(Stored items)
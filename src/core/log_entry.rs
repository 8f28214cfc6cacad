//! Log entry structure

use super::kv::{FieldValue, Kv};
use super::log_level::LogLevel;
use crossbeam_channel::{bounded, Receiver, Sender};

/// Fired by the relay once an entry's side effects have concluded
///
/// Dropping the signal fires it as well, so a waiter is released even if the
/// worker unwinds while holding the entry.
#[derive(Debug)]
pub struct CompletionSignal {
    _tx: Sender<()>,
}

/// Waiting half of a [`CompletionSignal`]
#[derive(Debug)]
pub struct Completion {
    rx: Receiver<()>,
}

impl CompletionSignal {
    pub fn new() -> (CompletionSignal, Completion) {
        let (tx, rx) = bounded(0);
        (CompletionSignal { _tx: tx }, Completion { rx })
    }

    pub fn fire(self) {}
}

impl Completion {
    /// Block until the paired signal fires
    pub fn wait(self) {
        // Nothing is ever sent; disconnection is the signal.
        let _ = self.rx.recv();
    }
}

/// One immutable log event
///
/// Attributes are stored sorted by key so the rendered line does not depend
/// on the order they were supplied in.
#[derive(Debug)]
pub struct LogEntry {
    level: LogLevel,
    message: String,
    attributes: Vec<(String, FieldValue)>,
    completion: Option<CompletionSignal>,
}

impl LogEntry {
    pub fn new(level: LogLevel, message: impl Into<String>, kv: Kv) -> Self {
        Self {
            level,
            message: message.into(),
            attributes: kv.into_sorted(),
            completion: None,
        }
    }

    /// Merge `sets` right-biased and build an entry from the union
    pub fn from_sets<'a, I>(level: LogLevel, message: impl Into<String>, sets: I) -> Self
    where
        I: IntoIterator<Item = &'a Kv>,
    {
        Self::new(level, message, Kv::merge(sets))
    }

    #[must_use]
    pub fn with_completion(mut self, signal: CompletionSignal) -> Self {
        self.completion = Some(signal);
        self
    }

    pub fn level(&self) -> LogLevel {
        self.level
    }

    pub fn message(&self) -> &str {
        &self.message
    }

    pub fn attributes(&self) -> &[(String, FieldValue)] {
        &self.attributes
    }

    pub fn awaits_completion(&self) -> bool {
        self.completion.is_some()
    }

    pub(crate) fn complete(&mut self) {
        if let Some(signal) = self.completion.take() {
            signal.fire();
        }
    }
}

#[cfg(test)]
mod tests {
    use super::*;
    use std::time::Duration;

    #[test]
    fn test_attributes_sorted_regardless_of_insertion() {
        let a = LogEntry::new(
            LogLevel::Info,
            "msg",
            Kv::new().with("foo", "a").with("bar", "a"),
        );
        let b = LogEntry::new(
            LogLevel::Info,
            "msg",
            Kv::new().with("bar", "a").with("foo", "a"),
        );

        assert_eq!(a.attributes(), b.attributes());
        assert_eq!(a.attributes()[0].0, "bar");
        assert_eq!(a.attributes()[1].0, "foo");
    }

    #[test]
    fn test_from_sets_merges() {
        let entry = LogEntry::from_sets(
            LogLevel::Warn,
            "msg",
            [&Kv::new().with("k", 1), &Kv::new().with("k", 2)],
        );
        assert_eq!(entry.level(), LogLevel::Warn);
        assert_eq!(entry.message(), "msg");
        assert_eq!(entry.attributes(), &[("k".to_string(), FieldValue::Int(2))]);
    }

    #[test]
    fn test_completion_releases_waiter() {
        let (signal, completion) = CompletionSignal::new();
        let mut entry = LogEntry::new(LogLevel::Fatal, "bye", Kv::new()).with_completion(signal);
        assert!(entry.awaits_completion());

        let waiter = std::thread::spawn(move || completion.wait());
        std::thread::sleep(Duration::from_millis(20));
        assert!(!waiter.is_finished());

        entry.complete();
        waiter.join().expect("waiter panicked");
        assert!(!entry.awaits_completion());
    }

    #[test]
    fn test_dropped_entry_releases_waiter() {
        let (signal, completion) = CompletionSignal::new();
        let entry = LogEntry::new(LogLevel::Fatal, "bye", Kv::new()).with_completion(signal);
        drop(entry);
        completion.wait();
    }
}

■ Your task ■
Look through the entries and return each line that has the word "Sender" in it.

■ Task output ■
use crossbeam_channel::{bounded, Receiver, Sender};
    _tx: Sender<()>,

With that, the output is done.